Samstag, 26. Juli 2008

Die Grenzen der Wissenschaft

In der Neuen Zürcher Zeitung erschien in der heutigen Samstagsausgabe im International-Teil ein Artikel eines Wissenschafters über die Gefahr eines Militärschlages im Iran. Zuvorderst ein kurzer Hinweis auf den Background des Autors des zu besprechenden Artikels. Die NZZ schreibt: "Der Autor [Johannes Reissner] ist wissenschaftlicher Mitarbeiter in der Forschungsgruppe Naher/Mittlerer Osten und Afrika der Stiftung Wissenschaft und Politik (SWP), Berlin." Die Stiftung Wissenschaft und Politik (SWP), Berlin, so ist auf Wikipedia nachzulesen, berät "in Fragen der Ausen- und Sicherheitspolitik" sowohl den "Bundestag als auch die Bundesregierung". Liest man den Artikel des Wissenschafters, so wird auch einigermassen die deutsche Iran-Politik nachvollziehbar ...

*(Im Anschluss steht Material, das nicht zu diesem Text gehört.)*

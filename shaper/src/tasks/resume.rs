//! Resume information extraction.

use serde::{Deserialize, Serialize};
use serde_json::Value;

use crate::chat::SharedChatProvider;
use crate::error::Result;
use crate::invoker::ModelSettings;
use crate::parser::ParseStrategy;
use crate::pipeline::Pipeline;
use crate::prompts::PromptTemplate;
use crate::schema::{FieldSpec, Schema};

/// Prompt template; the resume goes into `{{ resume_text }}`.
pub const TEMPLATE: &str = "\
You are an expert resume parser and information extraction specialist.
Your job is to carefully read a resume and extract specific structured information.

RULES:
- Extract ONLY information explicitly present in the resume
- For experience_years: calculate total work experience in whole years
- For skills: include all mentioned technologies, tools, languages, and soft skills
- For education: include degrees, certifications, and institutions
- If any field is missing, use: \"\" for strings, 0 for numbers, [] for lists

{{ format_instructions }}
Extract structured information from this resume:

==================== RESUME ====================
{{ resume_text }}
================================================";

/// Default sampling temperature.
pub const DEFAULT_TEMPERATURE: f32 = 0.0;

/// Output schema: `name`, `email`, `skills`, `experience_years`, `education`.
///
/// # Errors
///
/// Never fails in practice; the signature follows [`Schema::builder`].
pub fn schema() -> Result<Schema> {
    Schema::builder("resume_info")
        .description("Structured data extracted from a resume")
        .field(FieldSpec::text("name", "Full name of the candidate"))
        .field(FieldSpec::text("email", "Email address of the candidate"))
        .field(FieldSpec::text_list(
            "skills",
            "List of all technical and soft skills mentioned",
        ))
        .field(FieldSpec::integer(
            "experience_years",
            "Total years of professional work experience as a whole number",
        ))
        .field(FieldSpec::text_list(
            "education",
            "List of educational degrees and certifications with institutions",
        ))
        .build()
}

/// Extracted resume fields.
#[derive(Debug, Clone, Default, PartialEq, Eq, Serialize, Deserialize)]
pub struct ResumeInfo {
    /// Candidate name.
    pub name: String,
    /// Email address.
    pub email: String,
    /// Skills mentioned.
    pub skills: Vec<String>,
    /// Total years of experience.
    pub experience_years: i64,
    /// Degrees and certifications.
    pub education: Vec<String>,
}

/// Result of [`ResumeExtractor::extract`].
///
/// On failure `info` holds defaults and `extraction_error` the reason.
#[derive(Debug, Clone, Default, PartialEq, Eq, Serialize, Deserialize)]
pub struct ResumeExtraction {
    /// Extracted fields.
    #[serde(flatten)]
    pub info: ResumeInfo,
    /// Why extraction failed, if it did.
    #[serde(default, skip_serializing_if = "Option::is_none")]
    pub extraction_error: Option<String>,
}

impl ResumeExtraction {
    /// Returns `true` if extraction failed.
    #[must_use]
    pub const fn is_fallback(&self) -> bool {
        self.extraction_error.is_some()
    }

    /// Flat JSON object; failures add an `extraction_error` key.
    #[must_use]
    pub fn to_json(&self) -> Value {
        serde_json::to_value(self).unwrap_or(Value::Null)
    }
}

/// Extracts structured data from resumes.
#[derive(Debug, Clone)]
pub struct ResumeExtractor {
    pipeline: Pipeline,
}

impl ResumeExtractor {
    /// Creates an extractor with the default temperature.
    ///
    /// # Errors
    ///
    /// See [`with_settings`](Self::with_settings).
    pub fn new(provider: SharedChatProvider) -> Result<Self> {
        Self::with_settings(provider, ModelSettings::with_temperature(DEFAULT_TEMPERATURE))
    }

    /// Creates an extractor with explicit model settings.
    ///
    /// # Errors
    ///
    /// Returns an error if the pipeline cannot be built.
    pub fn with_settings(provider: SharedChatProvider, settings: ModelSettings) -> Result<Self> {
        let pipeline = Pipeline::builder("extract")
            .schema(schema()?)
            .template(PromptTemplate::new("extract", TEMPLATE, "resume_text"))
            .strategy(ParseStrategy::LooseJson)
            .provider(provider)
            .settings(settings)
            .build()?;
        Ok(Self { pipeline })
    }

    /// Underlying pipeline.
    #[must_use]
    pub const fn pipeline(&self) -> &Pipeline {
        &self.pipeline
    }

    /// Extracts one resume.
    ///
    /// # Errors
    ///
    /// Returns [`Error::InvalidInput`](crate::error::Error::InvalidInput) for
    /// blank text. Model and parse failures yield a default-valued result
    /// with `extraction_error` set.
    pub async fn extract(&self, resume_text: &str) -> Result<ResumeExtraction> {
        let extraction = self.pipeline.run(resume_text).await?;
        let (info, error) = super::typed_or_default(extraction);
        Ok(ResumeExtraction {
            info,
            extraction_error: error.map(|e| e.to_string()),
        })
    }
}
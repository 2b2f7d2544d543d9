//! Chat types and the model client capability.
//!
//! This module provides:
//! - [`ChatRequest`]: parameters for one chat completion
//! - [`ChatResponse`]: the reply of that completion
//! - [`ChatProvider`]: the trait every model client implements
//!
//! # Example
//!
//! ```rust,ignore
//! use shaper::prelude::*;
//!
//! let request = ChatRequest::new("deepseek-chat")
//!     .user("Summarise this paragraph ...")
//!     .temperature(0.7);
//!
//! let response = provider.chat(&request).await?;
//! println!("{}", response.text());
//! ```

use async_trait::async_trait;
use serde::{Deserialize, Serialize};

use crate::llms::error::LlmError;
use crate::message::Message;

/// A chat completion request.
#[derive(Debug, Clone, Default, PartialEq, Serialize, Deserialize)]
pub struct ChatRequest {
    /// Model identifier. Empty means "the provider's default model".
    pub model: String,

    /// Conversation messages, in order.
    pub messages: Vec<Message>,

    /// Sampling temperature.
    #[serde(skip_serializing_if = "Option::is_none")]
    pub temperature: Option<f32>,

    /// Upper bound on generated tokens.
    #[serde(skip_serializing_if = "Option::is_none")]
    pub max_tokens: Option<u32>,
}

impl ChatRequest {
    /// Creates an empty request for the given model.
    #[must_use]
    pub fn new(model: impl Into<String>) -> Self {
        Self {
            model: model.into(),
            ..Self::default()
        }
    }

    /// Appends a system message.
    #[must_use]
    pub fn system(mut self, content: impl Into<String>) -> Self {
        self.messages.push(Message::system(content));
        self
    }

    /// Appends a user message.
    #[must_use]
    pub fn user(mut self, content: impl Into<String>) -> Self {
        self.messages.push(Message::user(content));
        self
    }

    /// Sets the sampling temperature.
    #[must_use]
    pub const fn temperature(mut self, temperature: f32) -> Self {
        self.temperature = Some(temperature);
        self
    }

    /// Sets the maximum number of generated tokens.
    #[must_use]
    pub const fn max_tokens(mut self, max_tokens: u32) -> Self {
        self.max_tokens = Some(max_tokens);
        self
    }
}

/// A chat completion response.
#[derive(Debug, Clone, Default, PartialEq, Eq, Serialize, Deserialize)]
pub struct ChatResponse {
    /// The generated assistant message.
    pub message: Message,

    /// Model identifier reported by the provider.
    #[serde(skip_serializing_if = "Option::is_none")]
    pub model: Option<String>,

    /// Provider-assigned completion id.
    #[serde(skip_serializing_if = "Option::is_none")]
    pub id: Option<String>,
}

impl ChatResponse {
    /// Creates a response from assistant text.
    #[must_use]
    pub fn from_text(content: impl Into<String>) -> Self {
        Self {
            message: Message::assistant(content),
            model: None,
            id: None,
        }
    }

    /// Sets the model identifier.
    #[must_use]
    pub fn with_model(mut self, model: impl Into<String>) -> Self {
        self.model = Some(model.into());
        self
    }

    /// Sets the completion id.
    #[must_use]
    pub fn with_id(mut self, id: impl Into<String>) -> Self {
        self.id = Some(id.into());
        self
    }

    /// Returns the reply text.
    #[must_use]
    pub fn text(&self) -> &str {
        &self.message.content
    }

    /// Consumes the response and returns the reply text.
    #[must_use]
    pub fn into_text(self) -> String {
        self.message.content
    }
}

/// The language model client capability.
///
/// One call is one request/response round trip. Implementations own their
/// transport, authentication and any timeout; the pipeline adds no retry.
#[async_trait]
pub trait ChatProvider: Send + Sync {
    /// Send a chat completion request and receive the complete response.
    async fn chat(&self, request: &ChatRequest) -> Result<ChatResponse, LlmError>;

    /// Name of this provider, used in errors and logs.
    fn provider_name(&self) -> &'static str;

    /// Model used when a request leaves [`ChatRequest::model`] empty.
    fn default_model(&self) -> &str;
}

/// Type alias for an Arc-wrapped [`ChatProvider`].
pub type SharedChatProvider = std::sync::Arc<dyn ChatProvider>;
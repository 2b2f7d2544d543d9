//! Extraction results.
//!
//! An [`Extraction`] is what one pipeline invocation produces. Its record,
//! when present, always carries exactly the schema's field set in schema
//! order, even on fallback.

use serde::de::DeserializeOwned;
use serde::ser::SerializeMap;
use serde::{Deserialize, Serialize, Serializer};
use serde_json::{Map, Value};

use crate::error::{Error, Result};

/// Value of one extracted field.
#[derive(Debug, Clone, PartialEq, Eq, Serialize, Deserialize)]
#[serde(untagged)]
pub enum FieldValue {
    /// Whole number.
    Integer(i64),
    /// Free text.
    Text(String),
    /// List of strings.
    TextList(Vec<String>),
}

impl FieldValue {
    /// Returns the text, if this is a text value.
    #[must_use]
    pub fn as_text(&self) -> Option<&str> {
        match self {
            Self::Text(text) => Some(text),
            _ => None,
        }
    }

    /// Returns the integer, if this is an integer value.
    #[must_use]
    pub const fn as_integer(&self) -> Option<i64> {
        match self {
            Self::Integer(n) => Some(*n),
            _ => None,
        }
    }

    /// Returns the items, if this is a list value.
    #[must_use]
    pub fn as_text_list(&self) -> Option<&[String]> {
        match self {
            Self::TextList(items) => Some(items),
            _ => None,
        }
    }

    /// Converts to a JSON value.
    #[must_use]
    pub fn to_json(&self) -> Value {
        match self {
            Self::Integer(n) => Value::from(*n),
            Self::Text(text) => Value::String(text.clone()),
            Self::TextList(items) => {
                Value::Array(items.iter().cloned().map(Value::String).collect())
            }
        }
    }
}

impl std::fmt::Display for FieldValue {
    fn fmt(&self, f: &mut std::fmt::Formatter<'_>) -> std::fmt::Result {
        match self {
            Self::Integer(n) => write!(f, "{n}"),
            Self::Text(text) => write!(f, "{text}"),
            Self::TextList(items) => write!(f, "{}", items.join(", ")),
        }
    }
}

/// Field values keyed by field name, in schema order.
#[derive(Debug, Clone, Default, PartialEq, Eq)]
pub struct Record {
    entries: Vec<(String, FieldValue)>,
}

impl Record {
    /// Builds a record from `(name, value)` pairs.
    #[must_use]
    pub fn from_entries(entries: Vec<(String, FieldValue)>) -> Self {
        Self { entries }
    }

    /// Looks up a field value.
    #[must_use]
    pub fn get(&self, name: &str) -> Option<&FieldValue> {
        self.entries
            .iter()
            .find(|(field, _)| field == name)
            .map(|(_, value)| value)
    }

    /// Text value of a field.
    #[must_use]
    pub fn text(&self, name: &str) -> Option<&str> {
        self.get(name).and_then(FieldValue::as_text)
    }

    /// Integer value of a field.
    #[must_use]
    pub fn integer(&self, name: &str) -> Option<i64> {
        self.get(name).and_then(FieldValue::as_integer)
    }

    /// List value of a field.
    #[must_use]
    pub fn text_list(&self, name: &str) -> Option<&[String]> {
        self.get(name).and_then(FieldValue::as_text_list)
    }

    /// Field names in schema order.
    pub fn field_names(&self) -> impl Iterator<Item = &str> {
        self.entries.iter().map(|(name, _)| name.as_str())
    }

    /// Iterates over `(name, value)` pairs.
    pub fn iter(&self) -> impl Iterator<Item = (&str, &FieldValue)> {
        self.entries.iter().map(|(name, value)| (name.as_str(), value))
    }

    /// Number of fields.
    #[must_use]
    pub fn len(&self) -> usize {
        self.entries.len()
    }

    /// Returns `true` if the record has no fields.
    #[must_use]
    pub fn is_empty(&self) -> bool {
        self.entries.is_empty()
    }

    /// Converts to a JSON object with keys in schema order.
    #[must_use]
    pub fn to_json(&self) -> Value {
        let map: Map<String, Value> = self
            .entries
            .iter()
            .map(|(name, value)| (name.clone(), value.to_json()))
            .collect();
        Value::Object(map)
    }

    /// Deserializes the record into a typed struct.
    ///
    /// # Errors
    ///
    /// Returns [`Error::SchemaValidation`] if the record does not fit `T`.
    pub fn deserialize<T: DeserializeOwned>(&self) -> Result<T> {
        serde_json::from_value(self.to_json())
            .map_err(|e| Error::schema_validation("record", e.to_string()))
    }
}

impl Serialize for Record {
    fn serialize<S: Serializer>(&self, serializer: S) -> std::result::Result<S::Ok, S::Error> {
        let mut map = serializer.serialize_map(Some(self.entries.len()))?;
        for (name, value) in &self.entries {
            map.serialize_entry(name, value)?;
        }
        map.end()
    }
}

/// Outcome of one pipeline invocation.
#[derive(Debug, Clone, PartialEq, Eq)]
pub enum Extraction {
    /// The reply produced a record that satisfies the schema.
    Complete(Record),
    /// Parsing or the model call failed; every field holds its default.
    Fallback {
        /// Default-valued record.
        record: Record,
        /// What went wrong.
        error: Error,
    },
    /// Nothing usable was produced.
    Unavailable {
        /// What went wrong.
        error: Error,
    },
}

impl Extraction {
    /// The record, for complete and fallback outcomes.
    #[must_use]
    pub const fn record(&self) -> Option<&Record> {
        match self {
            Self::Complete(record) | Self::Fallback { record, .. } => Some(record),
            Self::Unavailable { .. } => None,
        }
    }

    /// Consumes the outcome and returns its record, if any.
    #[must_use]
    pub fn into_record(self) -> Option<Record> {
        match self {
            Self::Complete(record) | Self::Fallback { record, .. } => Some(record),
            Self::Unavailable { .. } => None,
        }
    }

    /// The error descriptor, for fallback and unavailable outcomes.
    #[must_use]
    pub const fn error(&self) -> Option<&Error> {
        match self {
            Self::Complete(_) => None,
            Self::Fallback { error, .. } | Self::Unavailable { error } => Some(error),
        }
    }

    /// Returns `true` for [`Extraction::Complete`].
    #[must_use]
    pub const fn is_complete(&self) -> bool {
        matches!(self, Self::Complete(_))
    }

    /// Returns `true` for [`Extraction::Fallback`].
    #[must_use]
    pub const fn is_fallback(&self) -> bool {
        matches!(self, Self::Fallback { .. })
    }

    /// Returns `true` for [`Extraction::Unavailable`].
    #[must_use]
    pub const fn is_unavailable(&self) -> bool {
        matches!(self, Self::Unavailable { .. })
    }

    /// Short outcome label for logs.
    #[must_use]
    pub const fn outcome(&self) -> &'static str {
        match self {
            Self::Complete(_) => "complete",
            Self::Fallback { .. } => "fallback",
            Self::Unavailable { .. } => "unavailable",
        }
    }
}

#[cfg(test)]
#[allow(clippy::unwrap_used, clippy::panic)]
mod tests {
    use super::*;

    fn sample() -> Record {
        Record::from_entries(vec![
            ("name".to_owned(), FieldValue::Text("Ada".to_owned())),
            ("years".to_owned(), FieldValue::Integer(6)),
            (
                "skills".to_owned(),
                FieldValue::TextList(vec!["Rust".to_owned(), "SQL".to_owned()]),
            ),
        ])
    }

    #[test]
    fn accessors() {
        let record = sample();
        assert_eq!(record.text("name"), Some("Ada"));
        assert_eq!(record.integer("years"), Some(6));
        assert_eq!(record.text_list("skills").map(<[String]>::len), Some(2));
        assert_eq!(record.text("years"), None);
        assert!(record.get("missing").is_none());
        assert_eq!(record.field_names().collect::<Vec<_>>(), ["name", "years", "skills"]);
    }

    #[test]
    fn json_keeps_schema_order() {
        let json = serde_json::to_string(&sample()).unwrap();
        assert_eq!(json, r#"{"name":"Ada","years":6,"skills":["Rust","SQL"]}"#);
        assert_eq!(serde_json::to_string(&sample().to_json()).unwrap(), json);
    }

    #[test]
    fn deserialize_into_struct() {
        #[derive(Deserialize)]
        struct Person {
            name: String,
            years: u32,
            skills: Vec<String>,
        }

        let person: Person = sample().deserialize().unwrap();
        assert_eq!(person.name, "Ada");
        assert_eq!(person.years, 6);
        assert_eq!(person.skills, ["Rust", "SQL"]);
    }

    #[test]
    fn deserialize_mismatch_is_schema_error() {
        #[derive(Debug, Deserialize)]
        #[allow(dead_code)]
        struct Wrong {
            name: i64,
        }

        let err = sample().deserialize::<Wrong>().unwrap_err();
        assert!(matches!(err, Error::SchemaValidation { .. }));
    }

    #[test]
    fn outcome_accessors() {
        let complete = Extraction::Complete(sample());
        assert!(complete.is_complete());
        assert!(complete.error().is_none());
        assert_eq!(complete.outcome(), "complete");

        let fallback = Extraction::Fallback {
            record: sample(),
            error: Error::malformed_reply("broken"),
        };
        assert!(fallback.is_fallback());
        assert!(fallback.record().is_some());
        assert!(fallback.error().is_some());

        let unavailable = Extraction::Unavailable {
            error: Error::malformed_reply("broken"),
        };
        assert!(unavailable.is_unavailable());
        assert!(unavailable.record().is_none());
        assert!(unavailable.into_record().is_none());
    }

    #[test]
    fn display_values() {
        assert_eq!(FieldValue::Integer(3).to_string(), "3");
        assert_eq!(
            FieldValue::TextList(vec!["a".to_owned(), "b".to_owned()]).to_string(),
            "a, b"
        );
    }
}
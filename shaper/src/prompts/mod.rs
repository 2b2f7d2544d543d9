//! Prompt templates and rendering.
//!
//! A use case owns one fixed [`PromptTemplate`]; the [`PromptRenderer`]
//! merges it with the caller's text and the schema's format instructions.
//!
//! # Example
//!
//! ```rust,ignore
//! use shaper::prompts::{PromptRenderer, PromptTemplate};
//!
//! let template = PromptTemplate::new(
//!     "transform",
//!     "Paragraph:\n{{ paragraph }}\n\n{{ format_instructions }}",
//!     "paragraph",
//! );
//! let prompt = PromptRenderer::new().render(&template, text, &instructions)?;
//! ```

mod renderer;
mod template;

pub use renderer::PromptRenderer;
pub use template::{FORMAT_INSTRUCTIONS_VAR, PromptTemplate};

Im Artikel werden eindrücklich die Grenzen der Wissenschaft aufgezeigt, indem sich der Autor von fragwürdigen Prämissen leiten lässt. Er nimmt zum Beispiel bereits im Untertitel an, dass das "israelische Vormachtsstreben" ein "Hindernis bei der Suche nach [einem] Gleichgewicht" sei. Da fragt sich der kritische Leser: welches israelische Vormachtsstreben bitte schön? Meint er damit eventuell das nachvollziehbare israelische Sicherheitsbedürfnis und unstrittige Recht, sich notfalls auch bewaffnet gegen seine Feinde in deren Territorien zur Wehr zu setzen?

Jedenfalls scheint er etwas nicht verstanden zu haben, der Herr Wissenschafter: Der Kleinstaat Israel, umgeben von ihm feindlich gesinnten Regimen und Banden wie Hamas, Hisbollah etc., versucht in einer pluralistischen demokratischen Ordnung mit freier Presse, Gewaltenteilung etc. ein - so sehr es denn nach dem Zivilisationsbruch der Shoah möglich ist - normales Leben zu führen, das auch möglichst freundschaftliche Beziehungen zu seinen Nachbarn anstrebt. Ebenjene Nachbarn jedoch wollen offenbar keine (freundschaftlichen) Beziehungen zu Israel unterhalten, im Gegenteil; sie betrachten Israel, das zumindest hat der Herr Wissenschafter dann doch auch vermerkt, als "Krebsgeschwür", das es "auszurotten" gelte. Ob diese antisemitischen Vernichtungsphantasien letztlich 'lediglich' propagandistisch sind oder nicht - wie von Iran-Verstehern manchmal insinuiert wird - ist unerheblich. Es gilt, wenn nötig auch mit einem gezielten Präventivschlag der IDF oder der USAF, zu verhindern, dass die Scharfmacher über die dazu erforderlichen Mittel wie zum Beispiel eine Atombombe verfügen können.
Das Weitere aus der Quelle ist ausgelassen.